Data entries:
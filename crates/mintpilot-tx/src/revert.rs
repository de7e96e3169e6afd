use mintpilot_core::{abi, utils};
use once_cell::sync::Lazy;
use std::collections::HashMap;

/// Seletor de `Error(string)`
const ERROR_STRING_SELECTOR: [u8; 4] = [0x08, 0xc3, 0x79, 0xa0];
/// Seletor de `Panic(uint256)`
const PANIC_SELECTOR: [u8; 4] = [0x4e, 0x48, 0x7b, 0x71];

/// Tabela estática de erros custom conhecidos nas plataformas suportadas
static KNOWN_ERRORS: Lazy<HashMap<[u8; 4], &'static str>> = Lazy::new(|| {
    let table: &[(&str, &str)] = &[
        ("SaleInactive()", "SaleInactive: a venda não está ativa"),
        ("MintNotStarted()", "MintNotStarted: a venda ainda não começou"),
        ("MintEnded()", "MintEnded: a janela de venda já encerrou"),
        ("MintPaused()", "MintPaused: o mint está pausado"),
        ("MaxSupplyReached()", "MaxSupplyReached: o supply máximo foi atingido"),
        ("MintedOut()", "MintedOut: todos os tokens já foram vendidos"),
        ("ExceedsMaxPerWallet()", "ExceedsMaxPerWallet: quantidade acima do limite por carteira"),
        ("WalletLimitExceeded()", "WalletLimitExceeded: limite da carteira excedido"),
        ("InsufficientFunds()", "InsufficientFunds: valor enviado insuficiente"),
        ("WrongPrice()", "WrongPrice: valor enviado não bate com o preço"),
        ("InvalidQuantity()", "InvalidQuantity: quantidade inválida"),
        ("AllowlistRequired()", "AllowlistRequired: endereço fora da allowlist"),
        ("InviteNotFound()", "InviteNotFound: lista de convite inexistente"),
    ];
    table.iter().map(|(sig, msg)| (abi::selector(sig), *msg)).collect()
});

/// Decodifica o payload cru de um revert em uma mensagem legível
///
/// Prioridade: `Error(string)` e `Panic(uint256)` padrão, depois a
/// tabela de seletores custom conhecidos; um prefixo de 4 bytes não
/// reconhecido aparece literalmente como "Custom Error: 0x…".
pub fn decode_revert(data: &[u8]) -> String {
    if data.is_empty() {
        return "execução revertida sem dados".to_string();
    }
    if data.len() < 4 {
        return format!("payload de revert curto: {}", utils::bytes_to_hex(data));
    }

    let mut sel = [0u8; 4];
    sel.copy_from_slice(&data[0..4]);

    if sel == ERROR_STRING_SELECTOR {
        if let Ok(message) = abi::decode_string(&data[4..]) {
            return message;
        }
    }
    if sel == PANIC_SELECTOR {
        if let Ok(code) = abi::decode_uint(&data[4..]) {
            return format!("Panic: código 0x{:x}", code);
        }
    }
    if let Some(message) = KNOWN_ERRORS.get(&sel) {
        return (*message).to_string();
    }

    format!("Custom Error: {}", utils::bytes_to_hex(&sel))
}

#[cfg(test)]
mod tests {
    use super::*;
    use ethereum_types::U256;

    fn custom_error_payload(signature: &str) -> Vec<u8> {
        abi::selector(signature).to_vec()
    }

    #[test]
    fn known_selector_yields_the_documented_message() {
        let payload = custom_error_payload("MaxSupplyReached()");
        assert_eq!(
            decode_revert(&payload),
            "MaxSupplyReached: o supply máximo foi atingido"
        );
    }

    #[test]
    fn unknown_selector_surfaces_the_literal_prefix() {
        let payload = vec![0xde, 0xad, 0xbe, 0xef, 0x01, 0x02];
        assert_eq!(decode_revert(&payload), "Custom Error: 0xdeadbeef");
    }

    #[test]
    fn standard_error_string_is_decoded() {
        let mut payload = ERROR_STRING_SELECTOR.to_vec();
        payload.extend_from_slice(&abi::encode_string_return("not live yet"));
        assert_eq!(decode_revert(&payload), "not live yet");
    }

    #[test]
    fn panic_code_is_reported() {
        let mut payload = PANIC_SELECTOR.to_vec();
        payload.extend_from_slice(&abi::encode_uint_return(U256::from(0x11)));
        assert_eq!(decode_revert(&payload), "Panic: código 0x11");
    }

    #[test]
    fn empty_payload_has_a_distinct_message() {
        assert_eq!(decode_revert(&[]), "execução revertida sem dados");
    }

    #[test]
    fn malformed_error_string_payload_degrades_to_the_prefix() {
        // Error(string) com palavra de offset absurda: o decodificador
        // recusa a string e cai no prefixo literal, sem panic
        let mut payload = ERROR_STRING_SELECTOR.to_vec();
        payload.extend_from_slice(&abi::encode_uint_return(U256::MAX));
        assert_eq!(decode_revert(&payload), "Custom Error: 0x08c379a0");
    }
}
use async_trait::async_trait;
use ethereum_types::{Address, H256, U256};
use mintpilot_core::{
    error::{Error, Result},
    traits::ChainClient,
    FeeEstimate, TransactionHash, TxReceipt, TxRequest, TxStatus,
};
use parking_lot::Mutex;

/// Cliente de chain roteirizado para os testes do builder e da
/// estratégia de gas.
pub struct ScriptedChainClient {
    pub call_outcome: std::result::Result<Vec<u8>, Vec<u8>>,
    pub gas: Option<U256>,
    pub fee: FeeEstimate,
    pub calls: Mutex<usize>,
    pub estimates: Mutex<usize>,
}

impl ScriptedChainClient {
    pub fn new() -> Self {
        Self {
            call_outcome: Ok(Vec::new()),
            gas: Some(U256::from(100_000u64)),
            fee: FeeEstimate {
                max_fee_per_gas: U256::from(30_000_000_000u64),
                max_priority_fee_per_gas: U256::from(2_000_000_000u64),
            },
            calls: Mutex::new(0),
            estimates: Mutex::new(0),
        }
    }

    pub fn reverting(payload: Vec<u8>) -> Self {
        let mut client = Self::new();
        client.call_outcome = Err(payload);
        client
    }
}

impl Default for ScriptedChainClient {
    fn default() -> Self {
        Self::new()
    }
}

#[async_trait]
impl ChainClient for ScriptedChainClient {
    async fn read(&self, _to: Address, _data: Vec<u8>) -> Result<Vec<u8>> {
        Err(Error::RpcError("leitura não roteirizada".to_string()))
    }

    async fn call(&self, _tx: &TxRequest) -> Result<Vec<u8>> {
        *self.calls.lock() += 1;
        match &self.call_outcome {
            Ok(data) => Ok(data.clone()),
            Err(payload) => Err(Error::Revert { data: payload.clone() }),
        }
    }

    async fn estimate_gas(&self, _tx: &TxRequest) -> Result<U256> {
        *self.estimates.lock() += 1;
        self.gas
            .ok_or_else(|| Error::RpcError("estimativa indisponível".to_string()))
    }

    async fn send_transaction(&self, _tx: &TxRequest) -> Result<TransactionHash> {
        Ok(H256::repeat_byte(0x55))
    }

    async fn wait_for_receipt(&self, hash: TransactionHash) -> Result<TxReceipt> {
        Ok(TxReceipt {
            tx_hash: hash,
            status: TxStatus::Success,
            block_number: 1,
        })
    }

    async fn fee_estimate(&self) -> Result<FeeEstimate> {
        Ok(self.fee)
    }

    async fn get_bytecode(&self, _address: Address) -> Result<Vec<u8>> {
        Ok(Vec::new())
    }
}
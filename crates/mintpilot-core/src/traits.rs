/*!
 * Mintpilot Traits
 *
 * Traits comuns usados em toda a workspace Mintpilot
 */

use crate::error::Result;
use crate::types::{FeeEstimate, TransactionHash, TxReceipt, TxRequest};
use async_trait::async_trait;
use ethereum_types::{Address, U256};

/// Handle de leitura e escrita contra um endpoint de chain
///
/// Toda interação do pipeline com a rede passa por esta trait. Uma
/// chamada de simulação que reverte deve retornar `Error::Revert` com
/// os bytes crus do payload, para que o decodificador de motivo de
/// revert possa trabalhar sobre eles.
#[async_trait]
pub trait ChainClient: Send + Sync {
    /// Executa uma leitura (eth_call de view) contra um contrato
    async fn read(&self, to: Address, data: Vec<u8>) -> Result<Vec<u8>>;

    /// Simula uma transação completa contra o estado atual da chain
    async fn call(&self, tx: &TxRequest) -> Result<Vec<u8>>;

    /// Estima o gas necessário para a requisição
    async fn estimate_gas(&self, tx: &TxRequest) -> Result<U256>;

    /// Envia a transação para a rede
    async fn send_transaction(&self, tx: &TxRequest) -> Result<TransactionHash>;

    /// Aguarda a mineração e retorna o recibo
    async fn wait_for_receipt(&self, hash: TransactionHash) -> Result<TxReceipt>;

    /// Obtém a estimativa de taxa atual da rede
    async fn fee_estimate(&self) -> Result<FeeEstimate>;

    /// Obtém o bytecode de um endereço
    async fn get_bytecode(&self, address: Address) -> Result<Vec<u8>>;
}
mod common;

use async_trait::async_trait;
use common::MockChainClient;
use ethereum_types::{Address, U256};
use mintpilot_core::{
    error::Result, traits::ChainClient, ContractSnapshot, Error, FeeModel, PlatformTag,
    TokenStandard,
};
use mintpilot_platforms::{proxy, PlatformModule, PlatformRegistry};

/// Módulo de teste com detecção e marcador configuráveis
struct StubModule {
    name: &'static str,
    matches_address: Option<Address>,
    marker: u64,
}

impl StubModule {
    fn matching(name: &'static str, marker: u64) -> Self {
        Self { name, matches_address: None, marker }
    }

    fn matching_only(name: &'static str, address: Address, marker: u64) -> Self {
        Self { name, matches_address: Some(address), marker }
    }

    fn never_matching(name: &'static str, marker: u64) -> Self {
        Self { name, matches_address: Some(Address::repeat_byte(0xff)), marker }
    }
}

#[async_trait]
impl PlatformModule for StubModule {
    fn name(&self) -> &'static str {
        self.name
    }

    fn tag(&self) -> PlatformTag {
        PlatformTag::CustomAuction
    }

    async fn detect(&self, _client: &dyn ChainClient, address: Address) -> bool {
        match self.matches_address {
            Some(expected) => address == expected,
            None => true,
        }
    }

    async fn analyze(
        &self,
        _client: &dyn ChainClient,
        address: Address,
        chain_id: u64,
    ) -> Result<ContractSnapshot> {
        Ok(ContractSnapshot {
            address,
            chain_id,
            platform: self.tag(),
            token_standard: TokenStandard::Erc721,
            mint_function_signature: "mint(uint256)".to_string(),
            mint_price_per_token: U256::from(self.marker),
            protocol_fee: U256::zero(),
            creator_fee: U256::zero(),
            fee_model: FeeModel::Flat,
            is_active: true,
            name: None,
            total_supply: None,
            max_supply: None,
            max_per_wallet: None,
            router_address: None,
        })
    }
}

#[tokio::test]
async fn registration_order_wins_when_both_modules_detect() {
    let registry = PlatformRegistry::with_modules(vec![
        Box::new(StubModule::matching("first", 1)),
        Box::new(StubModule::matching("second", 2)),
    ]);
    let mock = MockChainClient::new();

    let snapshot = registry
        .analyze(&mock, Address::repeat_byte(0xaa), 1, None)
        .await
        .unwrap();
    assert_eq!(snapshot.mint_price_per_token, U256::from(1));
}

#[tokio::test]
async fn forced_platform_bypasses_detection_entirely() {
    let registry = PlatformRegistry::with_modules(vec![
        Box::new(StubModule::matching("first", 1)),
        Box::new(StubModule::never_matching("second", 2)),
    ]);
    let mock = MockChainClient::new();

    // "second" nunca detectaria este endereço, mas a seleção forçada ignora isso
    let snapshot = registry
        .analyze(&mock, Address::repeat_byte(0xaa), 1, Some("second"))
        .await
        .unwrap();
    assert_eq!(snapshot.mint_price_per_token, U256::from(2));
}

#[tokio::test]
async fn unknown_forced_platform_is_a_configuration_error() {
    let registry = PlatformRegistry::with_modules(vec![Box::new(StubModule::matching("first", 1))]);
    let mock = MockChainClient::new();

    let err = registry
        .analyze(&mock, Address::repeat_byte(0xaa), 1, Some("nope"))
        .await
        .unwrap_err();
    assert!(matches!(err, Error::ConfigurationError(_)));
}

#[tokio::test]
async fn falls_back_to_generic_when_nothing_matches() {
    let registry =
        PlatformRegistry::with_modules(vec![Box::new(StubModule::never_matching("first", 1))]);
    let mock = MockChainClient::new();

    let snapshot = registry
        .analyze(&mock, Address::repeat_byte(0xaa), 1, None)
        .await
        .unwrap();
    assert_eq!(snapshot.platform, PlatformTag::Generic);
    // O genérico nunca se recusa: campos ilegíveis viram defaults
    assert_eq!(snapshot.mint_price_per_token, U256::zero());
    assert!(snapshot.is_active);
}

#[tokio::test]
async fn forced_generic_is_always_available() {
    let registry = PlatformRegistry::standard();
    let mock = MockChainClient::new();

    let snapshot = registry
        .analyze(&mock, Address::repeat_byte(0xaa), 1, Some("generic"))
        .await
        .unwrap();
    assert_eq!(snapshot.platform, PlatformTag::Generic);
}

#[tokio::test]
async fn minimal_proxy_is_unwrapped_for_detection_but_analyzed_in_place() {
    let proxy_addr = Address::repeat_byte(0xaa);
    let implementation = Address::repeat_byte(0xbb);

    let mut mock = MockChainClient::new();
    mock.with_bytecode(proxy_addr, proxy::minimal_proxy_bytecode(implementation));

    // O módulo só reconhece a implementação, não o proxy
    let registry = PlatformRegistry::with_modules(vec![Box::new(StubModule::matching_only(
        "impl-only",
        implementation,
        7,
    ))]);

    let snapshot = registry.analyze(&mock, proxy_addr, 1, None).await.unwrap();
    assert_eq!(snapshot.mint_price_per_token, U256::from(7));
    // A análise continua apontando para o proxy, que é quem atende as chamadas
    assert_eq!(snapshot.address, proxy_addr);
}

• [WHAT YOU HAVE TO DO]
Among the entries above, identify all lines with "common" and copy them.

• [YOUR SOLUTION]
mod common;
use common::MockChainClient;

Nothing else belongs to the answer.